Aim of the task:
Among the entries below, find the lines with "filename" and copy them.

Items from a dataset:
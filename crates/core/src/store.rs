// Copyright (C) 2026 Fred Clausen
// Use of this source code is governed by an MIT-style
// license that can be found in the LICENSE file or at
// https://opensource.org/licenses/MIT.

//! The transactional store contract.

use contest_vote_domain::{
    CodeName, Contest, ContestId, NewContest, NewParticipant, NewVote, Participant, Vote,
};
use thiserror::Error;

/// Unique indexes whose violation is meaningful to the registries.
#[derive(Debug, Clone, PartialEq, Eq)]
pub enum UniqueConstraint {
    /// `participants.email`
    ParticipantEmail,
    /// `participants.code_name`
    ParticipantCodeName,
    /// `votes.payment_reference`
    PaymentReference,
    /// Any other unique index, identified by the backend message.
    Other(String),
}

impl std::fmt::Display for UniqueConstraint {
    fn fmt(&self, f: &mut std::fmt::Formatter<'_>) -> std::fmt::Result {
        match self {
            Self::ParticipantEmail => write!(f, "participants.email"),
            Self::ParticipantCodeName => write!(f, "participants.code_name"),
            Self::PaymentReference => write!(f, "votes.payment_reference"),
            Self::Other(detail) => write!(f, "{detail}"),
        }
    }
}

/// Store failures, normalized so no backend type crosses into the core.
#[derive(Debug, Clone, PartialEq, Eq, Error)]
pub enum StoreError {
    #[error("Unique constraint violated: {0}")]
    UniqueViolation(UniqueConstraint),
    /// A row expected to exist was not found inside a transaction.
    #[error("{entity} not found: {key}")]
    NotFound { entity: &'static str, key: String },
    /// The eviction re-check inside the vote transaction failed.
    #[error("Participant {participant_id} is evicted")]
    ParticipantEvicted { participant_id: i64 },
    #[error("Store backend error: {0}")]
    Backend(String),
}

/// Rows removed by a contest cascade delete.
#[derive(Debug, Clone, Default, PartialEq, Eq)]
pub struct ContestDeletion {
    pub participants_removed: usize,
    pub votes_removed: usize,
    /// Photo URLs held by the removed participants, collected before removal.
    pub photos: Vec<String>,
}

/// Durable storage for contests, participants and votes.
///
/// Implementations must enforce uniqueness of participant email, participant
/// code name and non-null payment reference, and must run every cascade and
/// the vote insert inside a single transaction.
pub trait ContestStore {
    /// Inserts a contest and returns it with its assigned identifier.
    ///
    /// # Errors
    ///
    /// Returns an error if the backend fails.
    fn insert_contest(&mut self, contest: &NewContest) -> Result<Contest, StoreError>;

    /// # Errors
    ///
    /// Returns an error if the backend fails.
    fn find_contest(&mut self, contest_id: ContestId) -> Result<Option<Contest>, StoreError>;

    /// Lists all contests, newest first.
    ///
    /// # Errors
    ///
    /// Returns an error if the backend fails.
    fn list_contests(&mut self) -> Result<Vec<Contest>, StoreError>;

    /// Overwrites the mutable fields of a contest.
    ///
    /// # Errors
    ///
    /// Returns `StoreError::NotFound` if the contest no longer exists.
    fn update_contest(&mut self, contest: &Contest) -> Result<Contest, StoreError>;

    /// Atomically removes every vote and participant of a contest, then the
    /// contest itself.
    ///
    /// # Errors
    ///
    /// Returns `StoreError::NotFound` if the contest does not exist. Nothing
    /// is removed on error.
    fn delete_contest_cascade(&mut self, contest_id: ContestId)
    -> Result<ContestDeletion, StoreError>;

    /// Returns the code name of the most recently created participant in a
    /// contest.
    ///
    /// # Errors
    ///
    /// Returns an error if the backend fails.
    fn latest_code_name(&mut self, contest_id: ContestId) -> Result<Option<CodeName>, StoreError>;

    /// # Errors
    ///
    /// Returns `StoreError::UniqueViolation` on duplicate email or code name.
    fn insert_participant(
        &mut self,
        contest_id: ContestId,
        code_name: &CodeName,
        participant: &NewParticipant,
    ) -> Result<Participant, StoreError>;

    /// # Errors
    ///
    /// Returns an error if the backend fails.
    fn find_participant(&mut self, code_name: &CodeName) -> Result<Option<Participant>, StoreError>;

    /// Lists a contest's participants: active before evicted, each group
    /// newest first.
    ///
    /// # Errors
    ///
    /// Returns an error if the backend fails.
    fn list_participants(&mut self, contest_id: ContestId)
    -> Result<Vec<Participant>, StoreError>;

    /// Overwrites name, email, about and photo of a participant.
    ///
    /// # Errors
    ///
    /// Returns `StoreError::UniqueViolation` on duplicate email.
    fn update_participant(&mut self, participant: &Participant)
    -> Result<Participant, StoreError>;

    /// Flips the eviction flag, touching only a currently active row.
    ///
    /// Returns `false` when no row was changed.
    ///
    /// # Errors
    ///
    /// Returns an error if the backend fails.
    fn mark_evicted(&mut self, participant_id: i64) -> Result<bool, StoreError>;

    /// Atomically removes a participant's votes and then the participant.
    ///
    /// Returns the number of votes removed.
    ///
    /// # Errors
    ///
    /// Returns `StoreError::NotFound` if the participant does not exist.
    fn delete_participant_cascade(&mut self, participant_id: i64) -> Result<usize, StoreError>;

    /// Records a vote after re-checking, in the same transaction, that the
    /// participant exists and is not evicted.
    ///
    /// # Errors
    ///
    /// Returns `StoreError::ParticipantEvicted`, `StoreError::NotFound`, or
    /// `StoreError::UniqueViolation` on a reused payment reference.
    fn insert_vote(&mut self, vote: &NewVote) -> Result<Vote, StoreError>;

    /// Lists a participant's votes in creation order.
    ///
    /// # Errors
    ///
    /// Returns an error if the backend fails.
    fn list_votes_for_participant(&mut self, participant_id: i64)
    -> Result<Vec<Vote>, StoreError>;

    /// Returns `(participant_id, vote_count)` for every vote in a contest.
    ///
    /// # Errors
    ///
    /// Returns an error if the backend fails.
    fn contest_vote_counts(&mut self, contest_id: ContestId)
    -> Result<Vec<(i64, u32)>, StoreError>;
}
// Copyright (C) 2026 Fred Clausen
// Use of this source code is governed by an MIT-style
// license that can be found in the LICENSE file or at
// https://opensource.org/licenses/MIT.

use crate::{
    CodeName, Contest, ContestId, ContestPatch, DomainError, MAX_PHOTO_URL_LENGTH, MAX_TEXT_LENGTH,
    NewContest, NewParticipant, NewVote, Participant, ParticipantPatch, ParticipantStatus,
    PaymentReference,
};
use time::OffsetDateTime;
use time::macros::datetime;

fn create_test_contest() -> Contest {
    Contest {
        contest_id: ContestId::new(1),
        name: String::from("Spring Showcase"),
        start_date: datetime!(2026-03-01 0:00 UTC),
        end_date: datetime!(2026-03-31 0:00 UTC),
        created_at: String::from("2026-01-01 00:00:00"),
    }
}

fn create_test_participant(photo: Option<&str>) -> Participant {
    Participant {
        participant_id: 10,
        code_name: CodeName::from_sequence(1),
        full_name: String::from("Ada Obi"),
        email: String::from("ada@example.com"),
        about: String::from("A singer from Lagos with a decade of choir experience."),
        photo: photo.map(str::to_string),
        contest_id: ContestId::new(1),
        status: ParticipantStatus::Active,
        created_at: String::from("2026-01-02 00:00:00"),
    }
}

#[test]
fn test_status_transitions() {
    assert!(ParticipantStatus::Active.can_transition_to(ParticipantStatus::Evicted));
    assert!(!ParticipantStatus::Evicted.can_transition_to(ParticipantStatus::Active));
    assert!(!ParticipantStatus::Evicted.can_transition_to(ParticipantStatus::Evicted));
    assert!(!ParticipantStatus::Active.can_transition_to(ParticipantStatus::Active));
}

#[test]
fn test_evict_is_one_way() {
    let code: CodeName = CodeName::from_sequence(3);
    let evicted: ParticipantStatus = ParticipantStatus::Active.evict(&code).unwrap();
    assert_eq!(evicted, ParticipantStatus::Evicted);

    let again: Result<ParticipantStatus, DomainError> = evicted.evict(&code);
    assert!(matches!(
        again,
        Err(DomainError::ParticipantAlreadyEvicted { .. })
    ));
}

#[test]
fn test_evicted_cannot_receive_votes() {
    let code: CodeName = CodeName::from_sequence(3);
    assert!(ParticipantStatus::Active.ensure_can_receive_votes(&code).is_ok());
    assert!(matches!(
        ParticipantStatus::Evicted.ensure_can_receive_votes(&code),
        Err(DomainError::ParticipantEvicted { .. })
    ));
}

#[test]
fn test_from_evicted_flag() {
    assert_eq!(ParticipantStatus::from_evicted(false), ParticipantStatus::Active);
    assert_eq!(ParticipantStatus::from_evicted(true), ParticipantStatus::Evicted);
}

#[test]
fn test_new_contest_rejects_blank_name() {
    let result: Result<NewContest, DomainError> = NewContest::new(
        "  ",
        datetime!(2026-03-01 0:00 UTC),
        datetime!(2026-03-31 0:00 UTC),
    );
    assert!(matches!(result, Err(DomainError::MissingField("name"))));
}

#[test]
fn test_new_contest_rejects_equal_dates() {
    let instant: OffsetDateTime = datetime!(2026-03-01 0:00 UTC);
    let result: Result<NewContest, DomainError> = NewContest::new("Finals", instant, instant);
    assert!(matches!(result, Err(DomainError::InvalidDateRange { .. })));
}

#[test]
fn test_new_contest_trims_name() {
    let contest: NewContest = NewContest::new(
        " Finals ",
        datetime!(2026-03-01 0:00 UTC),
        datetime!(2026-03-31 0:00 UTC),
    )
    .unwrap();
    assert_eq!(contest.name(), "Finals");
}

#[test]
fn test_contest_patch_validates_merged_dates() {
    let contest: Contest = create_test_contest();
    let patch: ContestPatch = ContestPatch {
        end_date: Some(datetime!(2026-02-01 0:00 UTC)),
        ..ContestPatch::default()
    };

    let result: Result<Contest, DomainError> = contest.apply(&patch);
    assert!(matches!(result, Err(DomainError::InvalidDateRange { .. })));
}

#[test]
fn test_contest_patch_leaves_unspecified_fields() {
    let contest: Contest = create_test_contest();
    let patch: ContestPatch = ContestPatch {
        name: Some(String::from("Summer Showcase")),
        ..ContestPatch::default()
    };

    let updated: Contest = contest.apply(&patch).unwrap();
    assert_eq!(updated.name, "Summer Showcase");
    assert_eq!(updated.start_date, contest.start_date);
    assert_eq!(updated.end_date, contest.end_date);
    assert_eq!(updated.contest_id, contest.contest_id);
}

#[test]
fn test_new_participant_requires_fields() {
    assert!(matches!(
        NewParticipant::new("", "a@b.co", "about", None),
        Err(DomainError::MissingField("fullName"))
    ));
    assert!(matches!(
        NewParticipant::new("Ada", " ", "about", None),
        Err(DomainError::MissingField("email"))
    ));
    assert!(matches!(
        NewParticipant::new("Ada", "a@b.co", "", None),
        Err(DomainError::MissingField("about"))
    ));
}

#[test]
fn test_new_participant_drops_blank_photo() {
    let participant: NewParticipant =
        NewParticipant::new("Ada", "a@b.co", "about", Some("  ")).unwrap();
    assert_eq!(participant.photo(), None);
}

#[test]
fn test_participant_patch_ignores_blank_strings() {
    let participant: Participant = create_test_participant(None);
    let patch: ParticipantPatch = ParticipantPatch {
        full_name: Some(String::from("   ")),
        email: Some(String::from("new@example.com")),
        about: None,
        photo: Some(String::new()),
    };

    let updated: Participant = participant.apply(&patch).unwrap();
    assert_eq!(updated.full_name, "Ada Obi");
    assert_eq!(updated.email, "new@example.com");
    assert_eq!(updated.about, participant.about);
    assert_eq!(updated.photo, None);
    assert_eq!(updated.code_name, participant.code_name);
}

#[test]
fn test_replaced_photo_detects_change() {
    let participant: Participant = create_test_participant(Some("https://cdn/old.png"));
    let patch: ParticipantPatch = ParticipantPatch {
        photo: Some(String::from("https://cdn/new.png")),
        ..ParticipantPatch::default()
    };

    let updated: Participant = participant.apply(&patch).unwrap();
    assert_eq!(participant.replaced_photo(&updated), Some("https://cdn/old.png"));
}

#[test]
fn test_replaced_photo_same_url_is_kept() {
    let participant: Participant = create_test_participant(Some("https://cdn/old.png"));
    let patch: ParticipantPatch = ParticipantPatch {
        photo: Some(String::from("https://cdn/old.png")),
        ..ParticipantPatch::default()
    };

    let updated: Participant = participant.apply(&patch).unwrap();
    assert_eq!(participant.replaced_photo(&updated), None);
}

#[test]
fn test_new_vote_rejects_non_positive_count() {
    let result: Result<NewVote, DomainError> =
        NewVote::new(ContestId::new(1), 10, 0, "Fan", None);
    assert!(matches!(result, Err(DomainError::InvalidVoteCount(0))));
}

#[test]
fn test_new_vote_rejects_blank_voter() {
    let result: Result<NewVote, DomainError> =
        NewVote::new(ContestId::new(1), 10, 2, " ", None);
    assert!(matches!(result, Err(DomainError::MissingField("voterName"))));
}

#[test]
fn test_new_vote_keeps_reference() {
    let reference: PaymentReference = PaymentReference::parse("T-100").unwrap();
    let vote: NewVote =
        NewVote::new(ContestId::new(1), 10, 5, "Fan", Some(reference.clone())).unwrap();
    assert_eq!(vote.vote_count(), 5);
    assert_eq!(vote.payment_reference(), Some(&reference));
}

#[test]
fn test_new_participant_rejects_oversized_email() {
    let email: String = format!("{}@example.com", "a".repeat(MAX_TEXT_LENGTH));
    assert!(matches!(
        NewParticipant::new("Ada", &email, "about", None),
        Err(DomainError::FieldTooLong { field: "email", .. })
    ));
}

#[test]
fn test_new_participant_rejects_oversized_photo_url() {
    let photo: String = format!("https://cdn.example.com/{}", "p".repeat(MAX_PHOTO_URL_LENGTH));
    assert!(matches!(
        NewParticipant::new("Ada", "ada@example.com", "about", Some(&photo)),
        Err(DomainError::FieldTooLong { field: "photo", .. })
    ));
}

#[test]
fn test_participant_patch_rejects_oversized_name() {
    let participant: Participant = create_test_participant(None);
    let patch: ParticipantPatch = ParticipantPatch {
        full_name: Some("n".repeat(MAX_TEXT_LENGTH + 1)),
        ..ParticipantPatch::default()
    };
    assert!(matches!(
        participant.apply(&patch),
        Err(DomainError::FieldTooLong { field: "fullName", .. })
    ));
}

#[test]
fn test_new_vote_rejects_oversized_voter() {
    let result: Result<NewVote, DomainError> =
        NewVote::new(ContestId::new(1), 10, 2, &"v".repeat(MAX_TEXT_LENGTH + 1), None);
    assert!(matches!(
        result,
        Err(DomainError::FieldTooLong { field: "voterName", .. })
    ));
}
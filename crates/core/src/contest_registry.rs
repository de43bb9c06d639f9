// Copyright (C) 2026 Fred Clausen
// Use of this source code is governed by an MIT-style
// license that can be found in the LICENSE file or at
// https://opensource.org/licenses/MIT.

use crate::error::CoreError;
use crate::lookup::require_contest;
use crate::media::{MediaStore, cleanup_photo};
use crate::store::{ContestDeletion, ContestStore};
use contest_vote_domain::{Contest, ContestId, ContestPatch, NewContest};
use time::OffsetDateTime;
use tracing::{debug, info};

/// Create, read, update and delete operations for contests.
pub struct ContestRegistry<'a, S: ContestStore> {
    store: &'a mut S,
}

impl<'a, S: ContestStore> ContestRegistry<'a, S> {
    pub const fn new(store: &'a mut S) -> Self {
        Self { store }
    }

    /// Creates a contest.
    ///
    /// # Errors
    ///
    /// Returns `CoreError::Validation` if the name is blank or the start
    /// date is not strictly before the end date.
    pub fn create(
        &mut self,
        name: &str,
        start_date: OffsetDateTime,
        end_date: OffsetDateTime,
    ) -> Result<Contest, CoreError> {
        let new_contest: NewContest = NewContest::new(name, start_date, end_date)?;
        let contest: Contest = self.store.insert_contest(&new_contest)?;

        info!(
            contest_id = contest.contest_id.value(),
            name = %contest.name,
            "Created contest"
        );
        Ok(contest)
    }

    /// # Errors
    ///
    /// Returns an error if the store fails.
    pub fn get(&mut self, contest_id: ContestId) -> Result<Option<Contest>, CoreError> {
        debug!(contest_id = contest_id.value(), "Looking up contest");
        Ok(self.store.find_contest(contest_id)?)
    }

    /// Lists all contests, newest first.
    ///
    /// # Errors
    ///
    /// Returns an error if the store fails.
    pub fn list(&mut self) -> Result<Vec<Contest>, CoreError> {
        Ok(self.store.list_contests()?)
    }

    /// Applies a partial update.
    ///
    /// # Errors
    ///
    /// Returns `CoreError::NotFound` if the contest does not exist, or
    /// `CoreError::Validation` if the merged dates are out of order.
    pub fn update(
        &mut self,
        contest_id: ContestId,
        patch: &ContestPatch,
    ) -> Result<Contest, CoreError> {
        let existing: Contest = require_contest(self.store, contest_id)?;
        let merged: Contest = existing.apply(patch)?;
        let updated: Contest = self.store.update_contest(&merged)?;

        info!(contest_id = contest_id.value(), "Updated contest");
        Ok(updated)
    }

    /// Deletes a contest with all of its participants and votes.
    ///
    /// Participant photos are removed from `media` after the cascade
    /// commits.
    ///
    /// # Errors
    ///
    /// Returns `CoreError::NotFound` if the contest does not exist.
    pub fn delete(
        &mut self,
        contest_id: ContestId,
        media: &dyn MediaStore,
    ) -> Result<ContestDeletion, CoreError> {
        require_contest(self.store, contest_id)?;
        let deletion: ContestDeletion = self.store.delete_contest_cascade(contest_id)?;

        for url in &deletion.photos {
            cleanup_photo(media, url);
        }

        info!(
            contest_id = contest_id.value(),
            participants_removed = deletion.participants_removed,
            votes_removed = deletion.votes_removed,
            "Deleted contest"
        );
        Ok(deletion)
    }
}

Your solution:
filename crates/core/src/store.rs
filename crates/core/src/contest_registry.rs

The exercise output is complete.